Un punto clave en esta reacción en cascada es que el ácido gamma-carboxiglutámico (ACG) desempeña un papel esencial en cada etapa. Para que factores de coagulación como XIIa, XIa, IXa, Xa y la trombina se activen, requieren ácido gamma-carboxiglutámico e iones Ca²⁺ como catalizadores. Por lo tanto, sin ácido gamma-carboxiglutámico, los factores de coagulación tampoco pueden existir. En consecuencia, no se producen protrombina, trombina ni fibrina, lo que impide que se produzca el proceso de coagulación sanguínea. La vitamina K es la sustancia que desempeña un papel crucial en la producción de este vital ácido gamma-carboxiglutámico.

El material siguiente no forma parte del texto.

//! USB type abstractions shared by the host backends and the session logic

use protocol::DeviceSummary;
use std::fmt;

/// Identifying metadata of an attached device
///
/// The identity key is `(vendor_id, product_id)`. `system_name` names the
/// device node on the host and distinguishes two units of the same model.
#[derive(Debug, Clone, PartialEq, Eq, Hash)]
pub struct DeviceDescriptor {
    pub vendor_id: u16,
    pub product_id: u16,
    pub system_name: String,
    pub manufacturer_name: Option<String>,
}

impl DeviceDescriptor {
    pub fn new(vendor_id: u16, product_id: u16, system_name: impl Into<String>) -> Self {
        Self {
            vendor_id,
            product_id,
            system_name: system_name.into(),
            manufacturer_name: None,
        }
    }

    pub fn with_manufacturer(mut self, manufacturer: impl Into<String>) -> Self {
        self.manufacturer_name = Some(manufacturer.into());
        self
    }

    /// `(vendor_id, product_id)` identity key
    pub fn identity(&self) -> (u16, u16) {
        (self.vendor_id, self.product_id)
    }

    pub fn matches(&self, vendor_id: u16, product_id: u16) -> bool {
        self.identity() == (vendor_id, product_id)
    }

    /// Same physical device: identity key plus system name
    ///
    /// The manufacturer string is not compared; it is not always readable
    /// once a device has left the bus.
    pub fn is_same_device(&self, other: &DeviceDescriptor) -> bool {
        self.identity() == other.identity() && self.system_name == other.system_name
    }
}

impl fmt::Display for DeviceDescriptor {
    fn fmt(&self, f: &mut fmt::Formatter<'_>) -> fmt::Result {
        write!(
            f,
            "{:04x}:{:04x} ({})",
            self.vendor_id, self.product_id, self.system_name
        )
    }
}

impl From<DeviceDescriptor> for DeviceSummary {
    fn from(descriptor: DeviceDescriptor) -> Self {
        DeviceSummary {
            vendor_id: descriptor.vendor_id,
            product_id: descriptor.product_id,
            device_name: descriptor.system_name,
            manufacturer_name: descriptor.manufacturer_name,
        }
    }
}

/// Endpoint transfer type
#[derive(Debug, Clone, Copy, PartialEq, Eq, Hash)]
pub enum TransferKind {
    Control,
    Isochronous,
    Bulk,
    Interrupt,
}

/// Endpoint direction, from the host's point of view
#[derive(Debug, Clone, Copy, PartialEq, Eq, Hash)]
pub enum Direction {
    In,
    Out,
}

/// One endpoint of an interface
#[derive(Debug, Clone, Copy, PartialEq, Eq, Hash)]
pub struct EndpointInfo {
    /// Endpoint address including the direction bit
    pub address: u8,
    pub kind: TransferKind,
    pub direction: Direction,
    pub max_packet_size: u16,
}

impl EndpointInfo {
    pub fn is_bulk_out(&self) -> bool {
        self.kind == TransferKind::Bulk && self.direction == Direction::Out
    }
}

/// One interface of the active configuration, endpoints in descriptor order
#[derive(Debug, Clone, PartialEq, Eq, Hash)]
pub struct InterfaceInfo {
    pub number: u8,
    pub alternate_setting: u8,
    pub class_code: u8,
    pub endpoints: Vec<EndpointInfo>,
}

impl InterfaceInfo {
    /// First bulk OUT endpoint in descriptor order
    pub fn first_bulk_out(&self) -> Option<&EndpointInfo> {
        self.endpoints.iter().find(|ep| ep.is_bulk_out())
    }
}

/// Single-use correlation token for a permission prompt
#[derive(Debug, Clone, Copy, PartialEq, Eq, Hash)]
pub struct PermissionToken(pub u64);

impl PermissionToken {
    pub fn random() -> Self {
        Self(rand::random())
    }
}

impl fmt::Display for PermissionToken {
    fn fmt(&self, f: &mut fmt::Formatter<'_>) -> fmt::Result {
        write!(f, "{:016x}", self.0)
    }
}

La deficiencia de vitamina K puede afectar la coagulación sanguínea, lo que provoca hemorragias internas o tendencia a sangrar. Incluso impactos leves pueden causar hematomas, la hemorragia puede no detenerse fácilmente o la densidad ósea puede disminuir, aumentando el riesgo de fracturas. Como se mencionó anteriormente, los casos de deficiencia en adultos sanos son poco frecuentes. Sin embargo, las personas con función hepática alterada debido al alcoholismo, los fetos con un aporte nutricional restringido o los recién nacidos con una microbiota intestinal alterada presentan un alto riesgo de deficiencia de vitamina K. Los recién nacidos, en particular, tienen una microbiota intestinal insuficientemente desarrollada. Por ello, en muchos países se administra de forma rutinaria una inyección de vitamina K inmediatamente después del nacimiento. Esta práctica se ha convertido en una guía médica internacional establecida para la prevención de la enfermedad hemorrágica neonatal.
Para abordar estos riesgos, la bioquímica ha sintetizado y purificado la vitamina K, lo que ha dado lugar al desarrollo y la producción de suplementos y ungüentos de vitamina K. Además, investigaciones recientes indican que la vitamina K está cobrando relevancia no solo por su función de coagulación sanguínea, sino también por su potencial para inhibir la progresión de la enfermedad de Alzheimer, regular la acción de la insulina y proporcionar efectos antioxidantes. La investigación sobre esta sustancia esencial para el cuerpo humano continúa en expansión, y sus resultados seguirán contribuyendo significativamente a la mejora de la salud humana.